• [DATA SUPPLIED]:
━━━

//! Temporal clustering test shared by the fan-in and fan-out detectors.

use chrono::{DateTime, Duration, Utc};

use crate::graph::Transfer;

/// Return true iff at least one pair of consecutive timestamps (sorted
/// ascending) is within `window_hours` of each other. Fewer than two
/// entries is never clustered.
pub fn is_clustered(transfers: &[Transfer], window_hours: i64) -> bool {
    if transfers.len() < 2 {
        return false;
    }

    let mut timestamps: Vec<DateTime<Utc>> = transfers.iter().map(|(_, ts)| *ts).collect();
    timestamps.sort();

    let window = Duration::hours(window_hours);
    timestamps
        .windows(2)
        .any(|pair| pair[1] - pair[0] <= window)
}
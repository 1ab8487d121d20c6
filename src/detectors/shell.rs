//! Shell-Chain Detector (spec §4.5): layered chains of low-activity
//! ("thin") intermediary accounts.

use std::collections::HashSet;

use crate::config::DetectorConfig;
use crate::graph::Graph;

#[derive(Debug, Clone)]
pub struct ShellMatch {
    /// The chain's member accounts, root first.
    pub members: Vec<String>,
}

/// Walk outward from every thin node in discovery order, extending through
/// successors that are themselves thin and not already on the path. A root
/// is marked visited only once its own walk fully completes, so it can
/// still be threaded through as an interior node of a chain rooted earlier.
pub fn detect(graph: &Graph, config: &DetectorConfig) -> Vec<ShellMatch> {
    let mut chains = Vec::new();
    let mut visited: HashSet<String> = HashSet::new();

    for node in graph.node_order() {
        let tx_count = graph.node(node).expect("node_order is exhaustive").transaction_count;
        if tx_count <= config.shell_max_transactions {
            let mut path = vec![node.clone()];
            walk(graph, config, &mut path, &visited, &mut chains);
            visited.insert(node.clone());
        }
    }

    chains
}

fn walk(
    graph: &Graph,
    config: &DetectorConfig,
    path: &mut Vec<String>,
    visited: &HashSet<String>,
    chains: &mut Vec<ShellMatch>,
) {
    let current = path.last().expect("path always has the root").clone();
    for successor in graph.successors(&current).to_vec() {
        if path.contains(&successor) || visited.contains(&successor) {
            continue;
        }
        let tx_count = graph
            .node(&successor)
            .expect("successor is a graph node")
            .transaction_count;
        if tx_count > config.shell_max_transactions {
            continue;
        }

        path.push(successor);
        // min_chain_length counts hops (edges), not members, so a path of N
        // members has reached the threshold once N - 1 >= min_chain_length.
        if path.len() > config.shell_min_chain_length {
            chains.push(ShellMatch {
                members: path.clone(),
            });
        }
        walk(graph, config, path, visited, chains);
        path.pop();
    }
}
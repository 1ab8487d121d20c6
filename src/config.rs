//! Detector tunables.

/// Configuration for the four pattern detectors.
///
/// Defaults reproduce the baseline contract in the crate's detection
/// specification; changing them changes detector sensitivity but never
/// the scoring tables or the admission rules in [`crate::scoring`].
#[derive(Debug, Clone)]
pub struct DetectorConfig {
    pub min_cycle_length: usize,
    pub max_cycle_length: usize,
    pub fan_threshold: usize,
    pub temporal_window_hours: i64,
    pub shell_min_chain_length: usize,
    pub shell_max_transactions: usize,
}

impl Default for DetectorConfig {
    fn default() -> Self {
        Self {
            min_cycle_length: 3,
            max_cycle_length: 5,
            fan_threshold: 10,
            temporal_window_hours: 72,
            shell_min_chain_length: 3,
            shell_max_transactions: 3,
        }
    }
}
//! Cycle Detector (spec §4.2): bounded DFS enumeration of simple directed
//! cycles of length `min_length..=max_length`, deduped by vertex set.

use std::collections::HashSet;

use crate::config::DetectorConfig;
use crate::graph::Graph;

#[derive(Debug, Clone)]
pub struct CycleMatch {
    /// The cycle's member accounts, in first-discovered path order.
    pub members: Vec<String>,
}

/// Enumerate cycles starting from every node in discovery order. A
/// vertex-set (sorted, unordered) dedup key means only the first path
/// found over a given set of accounts is kept, even if another distinct
/// edge ordering over the same accounts exists.
pub fn detect(graph: &Graph, config: &DetectorConfig) -> Vec<CycleMatch> {
    let mut cycles = Vec::new();
    let mut visited_cycles: HashSet<Vec<String>> = HashSet::new();

    for start in graph.node_order() {
        let mut path = vec![start.clone()];
        walk(graph, config, start, &mut path, 1, &mut visited_cycles, &mut cycles);
    }

    cycles
}

fn walk(
    graph: &Graph,
    config: &DetectorConfig,
    start: &str,
    path: &mut Vec<String>,
    depth: usize,
    visited_cycles: &mut HashSet<Vec<String>>,
    cycles: &mut Vec<CycleMatch>,
) {
    if depth > config.max_cycle_length {
        return;
    }

    let current = path.last().expect("path always has the start node").clone();
    for neighbor in graph.successors(&current).to_vec() {
        if neighbor == start && path.len() >= config.min_cycle_length {
            let mut canonical = path.clone();
            canonical.sort();
            if visited_cycles.insert(canonical) {
                cycles.push(CycleMatch {
                    members: path.clone(),
                });
            }
        } else if !path.contains(&neighbor) && depth < config.max_cycle_length {
            path.push(neighbor);
            walk(graph, config, start, path, depth + 1, visited_cycles, cycles);
            path.pop();
        }
    }
}

#[cfg(test)]
mod tests {
    use super::*;
    use crate::Transaction;
    use chrono::{TimeZone, Utc};

    fn tx(from: &str, to: &str, hour: u32) -> Transaction {
        Transaction {
            transaction_id: format!("{from}-{to}"),
            sender_id: from.to_string(),
            receiver_id: to.to_string(),
            amount: 100.0,
            timestamp: Utc.with_ymd_and_hms(2024, 1, 1, hour, 0, 0).unwrap(),
        }
    }

    #[test]
    fn finds_triangle_cycle() {
        let txs = vec![tx("A", "B", 0), tx("B", "C", 1), tx("C", "A", 2)];
        let graph = Graph::build(&txs);
        let cycles = detect(&graph, &DetectorConfig::default());
        assert_eq!(cycles.len(), 1);
        let mut members = cycles[0].members.clone();
        members.sort();
        assert_eq!(members, vec!["A", "B", "C"]);
    }

    #[test]
    fn no_cycle_in_acyclic_chain() {
        let txs = vec![tx("A", "B", 0), tx("B", "C", 1)];
        let graph = Graph::build(&txs);
        let cycles = detect(&graph, &DetectorConfig::default());
        assert!(cycles.is_empty());
    }

    #[test]
    fn two_cycles_same_vertex_set_collapse_to_one() {
        // A->B->C->A and A->C->B->A share the vertex set {A,B,C}; only the
        // first-discovered path survives the canonicalization dedup.
        let txs = vec![
            tx("A", "B", 0),
            tx("B", "C", 1),
            tx("C", "A", 2),
            tx("A", "C", 3),
            tx("C", "B", 4),
            tx("B", "A", 5),
        ];
        let graph = Graph::build(&txs);
        let cycles = detect(&graph, &DetectorConfig::default());
        assert_eq!(cycles.len(), 1);
    }

    #[test]
    fn respects_min_and_max_length() {
        let txs = vec![tx("A", "B", 0), tx("B", "A", 1)];
        let graph = Graph::build(&txs);
        let cycles = detect(&graph, &DetectorConfig::default());
        assert!(cycles.is_empty(), "2-cycles are below min_cycle_length");
    }
}
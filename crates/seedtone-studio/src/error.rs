// SPDX-License-Identifier: MIT
use seedtone_color::ParseHexError;
use thiserror::Error;

pub type Result<T> = std::result::Result<T, StudioError>;

/// Rejected studio operations. The live state is unchanged when one of
/// these is returned.
#[derive(Debug, Error)]
pub enum StudioError {
    #[error(transparent)]
    InvalidColor(#[from] ParseHexError),

    #[error("no history or favorite entry with id {id:?}")]
    UnknownEntry { id: String },

    #[error("{name:?} is not a {role} font")]
    UnknownFont { role: &'static str, name: String },
}

impl StudioError {
    #[must_use]
    pub fn unknown_entry(id: impl Into<String>) -> Self {
        Self::UnknownEntry { id: id.into() }
    }
}
// SPDX-License-Identifier: MIT
//
// Rgb — an opaque 8-bit sRGB color with hex and HSL conversions.
//
// Conversion pipeline:
//
//   HSL (degrees, percent, percent) → sRGB (0.0–1.0) → Rgb (0–255) ↔ hex
//
// Hue wraps modulo 360 (negative hues included). Saturation and
// lightness are clamped to 0–100 before conversion. Channel values are
// rounded half-up, matching how browsers resolve `hsl()` to bytes.

use std::fmt;
use std::str::FromStr;

use serde::{Deserialize, Serialize};
use thiserror::Error;

// ─── Errors ──────────────────────────────────────────────────────────────────

/// Returned when a string is not exactly six hex digits (optionally `#`-prefixed).
#[derive(Debug, Clone, PartialEq, Eq, Error)]
#[error("invalid hex color {input:?}: expected #rrggbb")]
pub struct ParseHexError {
    input: String,
}

impl ParseHexError {
    /// The rejected input, as given.
    #[must_use]
    pub fn input(&self) -> &str {
        &self.input
    }
}

// ─── Rgb ─────────────────────────────────────────────────────────────────────

/// An opaque sRGB color with 8 bits per channel.
///
/// `Display` and serde both produce the normalized `#rrggbb` form.
///
/// # Examples
///
/// ```
/// use seedtone_color::Rgb;
///
/// let blue: Rgb = "#3B82F6".parse().unwrap();
/// assert_eq!(blue.to_hex(), "#3b82f6");
///
/// let gray = Rgb::from_hsl(210.0, 0.0, 50.0);
/// assert_eq!(gray, Rgb::new(128, 128, 128));
/// ```
#[derive(Debug, Clone, Copy, PartialEq, Eq, Hash, Default, Serialize, Deserialize)]
#[serde(try_from = "String", into = "String")]
pub struct Rgb {
    pub r: u8,
    pub g: u8,
    pub b: u8,
}

impl Rgb {
    /// Pure white.
    pub const WHITE: Self = Self::new(0xff, 0xff, 0xff);

    /// Pure black.
    pub const BLACK: Self = Self::new(0, 0, 0);

    #[inline]
    #[must_use]
    pub const fn new(r: u8, g: u8, b: u8) -> Self {
        Self { r, g, b }
    }

    /// Build a color from a packed `0xRRGGBB` value. The top byte is ignored.
    #[inline]
    #[must_use]
    #[allow(clippy::cast_possible_truncation)]
    pub const fn from_u32(v: u32) -> Self {
        Self::new((v >> 16) as u8, (v >> 8) as u8, v as u8)
    }

    /// Parse `#rrggbb` or `rrggbb`, case-insensitive, surrounding
    /// whitespace ignored. Shorthand (`#rgb`) and alpha forms are rejected.
    ///
    /// # Errors
    ///
    /// Returns [`ParseHexError`] on anything other than six hex digits.
    pub fn from_hex(s: &str) -> Result<Self, ParseHexError> {
        parse_hex(s).ok_or_else(|| ParseHexError {
            input: s.to_owned(),
        })
    }

    /// Whether `s` parses as a six-digit hex color.
    #[must_use]
    pub fn is_valid_hex(s: &str) -> bool {
        parse_hex(s).is_some()
    }

    /// Convert HSL to sRGB.
    ///
    /// - `h`: hue in degrees, any real value (wrapped into 0–360)
    /// - `s`: saturation percent, clamped to 0–100
    /// - `l`: lightness percent, clamped to 0–100
    #[must_use]
    pub fn from_hsl(h: f64, s: f64, l: f64) -> Self {
        let h = h.rem_euclid(360.0);
        let s = s.clamp(0.0, 100.0) / 100.0;
        let l = l.clamp(0.0, 100.0) / 100.0;

        let c = (1.0 - 2.0f64.mul_add(l, -1.0).abs()) * s;
        let hp = h / 60.0;
        let x = c * (1.0 - ((hp % 2.0) - 1.0).abs());

        let (r, g, b) = match hp {
            hp if hp < 1.0 => (c, x, 0.0),
            hp if hp < 2.0 => (x, c, 0.0),
            hp if hp < 3.0 => (0.0, c, x),
            hp if hp < 4.0 => (0.0, x, c),
            hp if hp < 5.0 => (x, 0.0, c),
            _ => (c, 0.0, x),
        };

        let m = l - c / 2.0;
        Self::new(unit_to_u8(r + m), unit_to_u8(g + m), unit_to_u8(b + m))
    }

    /// Lowercase `#rrggbb`.
    #[must_use]
    pub fn to_hex(self) -> String {
        format!("#{:02x}{:02x}{:02x}", self.r, self.g, self.b)
    }

    /// Channels as 0.0–1.0 floats.
    #[must_use]
    pub fn to_unit(self) -> [f64; 3] {
        [
            f64::from(self.r) / 255.0,
            f64::from(self.g) / 255.0,
            f64::from(self.b) / 255.0,
        ]
    }

    /// Linear per-channel interpolation toward `other`.
    ///
    /// `t = 0.0` returns `self`, `t = 1.0` returns `other`. Each channel is
    /// rounded to the nearest byte. `t` is clamped to 0.0–1.0.
    #[must_use]
    pub fn mix(self, other: Self, t: f64) -> Self {
        let t = t.clamp(0.0, 1.0);
        let lerp = |a: u8, b: u8| {
            let (a, b) = (f64::from(a), f64::from(b));
            byte_from_f64((b - a).mul_add(t, a))
        };
        Self::new(lerp(self.r, other.r), lerp(self.g, other.g), lerp(self.b, other.b))
    }
}

impl fmt::Display for Rgb {
    fn fmt(&self, f: &mut fmt::Formatter<'_>) -> fmt::Result {
        write!(f, "#{:02x}{:02x}{:02x}", self.r, self.g, self.b)
    }
}

impl FromStr for Rgb {
    type Err = ParseHexError;

    fn from_str(s: &str) -> Result<Self, Self::Err> {
        Self::from_hex(s)
    }
}

impl TryFrom<String> for Rgb {
    type Error = ParseHexError;

    fn try_from(s: String) -> Result<Self, Self::Error> {
        Self::from_hex(&s)
    }
}

impl From<Rgb> for String {
    fn from(c: Rgb) -> Self {
        c.to_hex()
    }
}

// ─── Hex Parsing ─────────────────────────────────────────────────────────────

fn parse_hex(s: &str) -> Option<Rgb> {
    let s = s.trim();
    let s = s.strip_prefix('#').unwrap_or(s);
    let bytes = s.as_bytes();
    if bytes.len() != 6 {
        return None;
    }
    let r = parse_hex_byte(&bytes[0..2])?;
    let g = parse_hex_byte(&bytes[2..4])?;
    let b = parse_hex_byte(&bytes[4..6])?;
    Some(Rgb::new(r, g, b))
}

#[inline]
const fn parse_hex_digit(c: u8) -> Option<u8> {
    match c {
        b'0'..=b'9' => Some(c - b'0'),
        b'a'..=b'f' => Some(c - b'a' + 10),
        b'A'..=b'F' => Some(c - b'A' + 10),
        _ => None,
    }
}

#[inline]
fn parse_hex_byte(bytes: &[u8]) -> Option<u8> {
    let hi = parse_hex_digit(bytes[0])?;
    let lo = parse_hex_digit(bytes[1])?;
    Some((hi << 4) | lo)
}

/// 0.0–1.0 → 0–255, rounded half-up.
#[inline]
fn unit_to_u8(v: f64) -> u8 {
    byte_from_f64(v * 255.0)
}

#[inline]
#[allow(clippy::cast_possible_truncation, clippy::cast_sign_loss)]
fn byte_from_f64(v: f64) -> u8 {
    // Clamp first so the cast can never wrap.
    (v + 0.5).floor().clamp(0.0, 255.0) as u8
}

// ---------------------------------------------------------------------------
// Tests
// ---------------------------------------------------------------------------

#[cfg(test)]
mod tests {
    use super::*;
    use pretty_assertions::assert_eq;
    use proptest::prelude::*;

    // ── Hex ─────────────────────────────────────────────────────────

    #[test]
    fn parse_with_and_without_hash() {
        assert_eq!(Rgb::from_hex("#0b1020"), Ok(Rgb::new(0x0b, 0x10, 0x20)));
        assert_eq!(Rgb::from_hex("0b1020"), Ok(Rgb::new(0x0b, 0x10, 0x20)));
    }

    #[test]
    fn parse_is_case_insensitive_and_normalizes() {
        let c = Rgb::from_hex("  #E8EFFF ").unwrap();
        assert_eq!(c.to_hex(), "#e8efff");
    }

    #[test]
    fn parse_rejects_malformed() {
        for bad in ["", "#", "#fff", "#ffff", "#fffffff", "#gg0000", "12345", "#12 456", "##123456"] {
            assert!(Rgb::from_hex(bad).is_err(), "accepted {bad:?}");
            assert!(!Rgb::is_valid_hex(bad));
        }
    }

    #[test]
    fn parse_error_keeps_input() {
        let err = Rgb::from_hex("nope").unwrap_err();
        assert_eq!(err.input(), "nope");
        assert!(err.to_string().contains("#rrggbb"));
    }

    #[test]
    fn from_u32_packs_channels() {
        assert_eq!(Rgb::from_u32(0x3b82f6), Rgb::new(0x3b, 0x82, 0xf6));
    }

    #[test]
    fn serde_uses_hex_string() {
        let json = serde_json::to_string(&Rgb::new(255, 0, 16)).unwrap();
        assert_eq!(json, "\"#ff0010\"");
        let back: Rgb = serde_json::from_str("\"#FF0010\"").unwrap();
        assert_eq!(back, Rgb::new(255, 0, 16));
        assert!(serde_json::from_str::<Rgb>("\"red\"").is_err());
    }

    // ── HSL ─────────────────────────────────────────────────────────

    #[test]
    fn hsl_primaries() {
        assert_eq!(Rgb::from_hsl(0.0, 100.0, 50.0), Rgb::new(255, 0, 0));
        assert_eq!(Rgb::from_hsl(120.0, 100.0, 50.0), Rgb::new(0, 255, 0));
        assert_eq!(Rgb::from_hsl(240.0, 100.0, 50.0), Rgb::new(0, 0, 255));
    }

    #[test]
    fn hsl_extremes() {
        assert_eq!(Rgb::from_hsl(77.0, 40.0, 0.0), Rgb::BLACK);
        assert_eq!(Rgb::from_hsl(77.0, 40.0, 100.0), Rgb::WHITE);
    }

    #[test]
    fn hsl_hue_wraps() {
        assert_eq!(Rgb::from_hsl(360.0, 80.0, 40.0), Rgb::from_hsl(0.0, 80.0, 40.0));
        assert_eq!(Rgb::from_hsl(-120.0, 80.0, 40.0), Rgb::from_hsl(240.0, 80.0, 40.0));
        assert_eq!(Rgb::from_hsl(725.0, 80.0, 40.0), Rgb::from_hsl(5.0, 80.0, 40.0));
    }

    #[test]
    fn hsl_clamps_out_of_range() {
        assert_eq!(Rgb::from_hsl(30.0, 150.0, 50.0), Rgb::from_hsl(30.0, 100.0, 50.0));
        assert_eq!(Rgb::from_hsl(30.0, 50.0, -10.0), Rgb::BLACK);
    }

    #[test]
    fn hsl_known_value() {
        // hsl(210, 10%, 12%) — a Minimal dark background.
        assert_eq!(Rgb::from_hsl(210.0, 10.0, 12.0).to_hex(), "#1c1f22");
    }

    // ── Mix ─────────────────────────────────────────────────────────

    #[test]
    fn mix_endpoints() {
        let a = Rgb::new(10, 20, 30);
        let b = Rgb::new(200, 100, 0);
        assert_eq!(a.mix(b, 0.0), a);
        assert_eq!(a.mix(b, 1.0), b);
    }

    #[test]
    fn mix_midpoint_rounds() {
        let mid = Rgb::BLACK.mix(Rgb::WHITE, 0.5);
        assert_eq!(mid, Rgb::new(128, 128, 128));
    }

    proptest! {
        #[test]
        fn hex_roundtrip(r: u8, g: u8, b: u8) {
            let c = Rgb::new(r, g, b);
            prop_assert_eq!(Rgb::from_hex(&c.to_hex().to_uppercase()), Ok(c));
        }

        #[test]
        fn hsl_never_panics(h in -1000.0f64..1000.0, s in -50.0f64..150.0, l in -50.0f64..150.0) {
            let c = Rgb::from_hsl(h, s, l);
            prop_assert_eq!(c.to_hex().len(), 7);
        }
    }
}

━━━

• [THE TASK]: When you reach the line containing "visited.insert(node.clone());" in the data above, start copying exactly, and stop after the line containing "sensitivity but never".

• [EXPECTED OUTPUT]:
            visited.insert(node.clone());
        }
    }

    chains
}

fn walk(
    graph: &Graph,
    config: &DetectorConfig,
    path: &mut Vec<String>,
    visited: &HashSet<String>,
    chains: &mut Vec<ShellMatch>,
) {
    let current = path.last().expect("path always has the root").clone();
    for successor in graph.successors(&current).to_vec() {
        if path.contains(&successor) || visited.contains(&successor) {
            continue;
        }
        let tx_count = graph
            .node(&successor)
            .expect("successor is a graph node")
            .transaction_count;
        if tx_count > config.shell_max_transactions {
            continue;
        }

        path.push(successor);
        // min_chain_length counts hops (edges), not members, so a path of N
        // members has reached the threshold once N - 1 >= min_chain_length.
        if path.len() > config.shell_min_chain_length {
            chains.push(ShellMatch {
                members: path.clone(),
            });
        }
        walk(graph, config, path, visited, chains);
        path.pop();
    }
}
repository 1ab8487d121d20c6
filename src/config.rs
//! Detector tunables.

/// Configuration for the four pattern detectors.
///
/// Defaults reproduce the baseline contract in the crate's detection
/// specification; changing them changes detector sensitivity but never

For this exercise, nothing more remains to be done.